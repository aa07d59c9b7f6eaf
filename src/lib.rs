//! Point-mass trajectory propagation around a rotating, oblate planet.
//!
//! Positions are integrated in the inertial frame; gravity is evaluated in
//! the local geographic frame (North, East, Down) of a [`Coordinates`]
//! system bound to a [`Planet`].

pub mod coordinates;
pub mod error;
pub mod frames;
pub mod orbital;
pub mod physics;
pub mod planet;
pub mod sim;

pub use coordinates::{normalize_angle, Coordinates, GravityModel};
pub use error::{GncError, Result};
pub use frames::{geographic_from_elevation_bearing, Frame, Orientation};
pub use orbital::{Elliptical, OrbitPlane};
pub use planet::Planet;
pub use sim::{IntegratorState, PointMassIntegrator, SimConfig, SolverConfig, StormerExtrapolation};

_ _ _ _ _ _ _

__What is being asked__. Copy all of the data. Keep every word exactly as it is.

__Written answer__.
repository aa07d59c9b7f6eaf
filename src/lib.rs
//! Point-mass trajectory propagation around a rotating, oblate planet.
//!
//! Positions are integrated in the inertial frame; gravity is evaluated in
//! the local geographic frame (North, East, Down) of a [`Coordinates`]
//! system bound to a [`Planet`].

pub mod coordinates;
pub mod error;
pub mod frames;
pub mod orbital;
pub mod physics;
pub mod planet;
pub mod sim;

pub use coordinates::{normalize_angle, Coordinates, GravityModel};
pub use error::{GncError, Result};
pub use frames::{geographic_from_elevation_bearing, Frame, Orientation};
pub use orbital::{Elliptical, OrbitPlane};
pub use planet::Planet;
pub use sim::{IntegratorState, PointMassIntegrator, SimConfig, SolverConfig, StormerExtrapolation};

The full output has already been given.